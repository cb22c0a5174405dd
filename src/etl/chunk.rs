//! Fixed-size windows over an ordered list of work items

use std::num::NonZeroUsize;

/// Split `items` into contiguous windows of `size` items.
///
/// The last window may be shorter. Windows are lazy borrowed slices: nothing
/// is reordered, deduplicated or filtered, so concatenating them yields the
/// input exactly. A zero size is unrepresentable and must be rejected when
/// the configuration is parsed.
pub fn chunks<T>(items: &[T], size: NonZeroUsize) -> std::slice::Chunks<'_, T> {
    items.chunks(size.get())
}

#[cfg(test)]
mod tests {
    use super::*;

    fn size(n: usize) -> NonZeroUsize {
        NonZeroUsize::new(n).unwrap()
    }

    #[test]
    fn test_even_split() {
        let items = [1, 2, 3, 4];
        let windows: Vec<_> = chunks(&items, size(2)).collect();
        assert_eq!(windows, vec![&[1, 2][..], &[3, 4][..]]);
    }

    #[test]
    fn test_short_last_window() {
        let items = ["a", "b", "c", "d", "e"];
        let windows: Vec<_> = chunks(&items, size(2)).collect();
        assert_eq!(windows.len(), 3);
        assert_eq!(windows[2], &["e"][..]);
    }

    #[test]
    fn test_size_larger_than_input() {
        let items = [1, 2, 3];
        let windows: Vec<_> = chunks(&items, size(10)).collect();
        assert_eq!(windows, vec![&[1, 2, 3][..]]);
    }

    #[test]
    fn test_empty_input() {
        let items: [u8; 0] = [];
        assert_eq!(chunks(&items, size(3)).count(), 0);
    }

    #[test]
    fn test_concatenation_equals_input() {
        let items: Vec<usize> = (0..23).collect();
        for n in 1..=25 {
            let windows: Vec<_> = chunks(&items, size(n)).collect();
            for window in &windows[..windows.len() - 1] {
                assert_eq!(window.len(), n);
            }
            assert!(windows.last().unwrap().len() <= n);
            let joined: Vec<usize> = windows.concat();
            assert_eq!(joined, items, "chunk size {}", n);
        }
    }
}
........
Return the line that contains "for window in" along with every line after it through the end of the entries, exactly, adding nothing.

            for window in &windows[..windows.len() - 1] {
                assert_eq!(window.len(), n);
            }
            assert!(windows.last().unwrap().len() <= n);
            let joined: Vec<usize> = windows.concat();
            assert_eq!(joined, items, "chunk size {}", n);
        }
    }
}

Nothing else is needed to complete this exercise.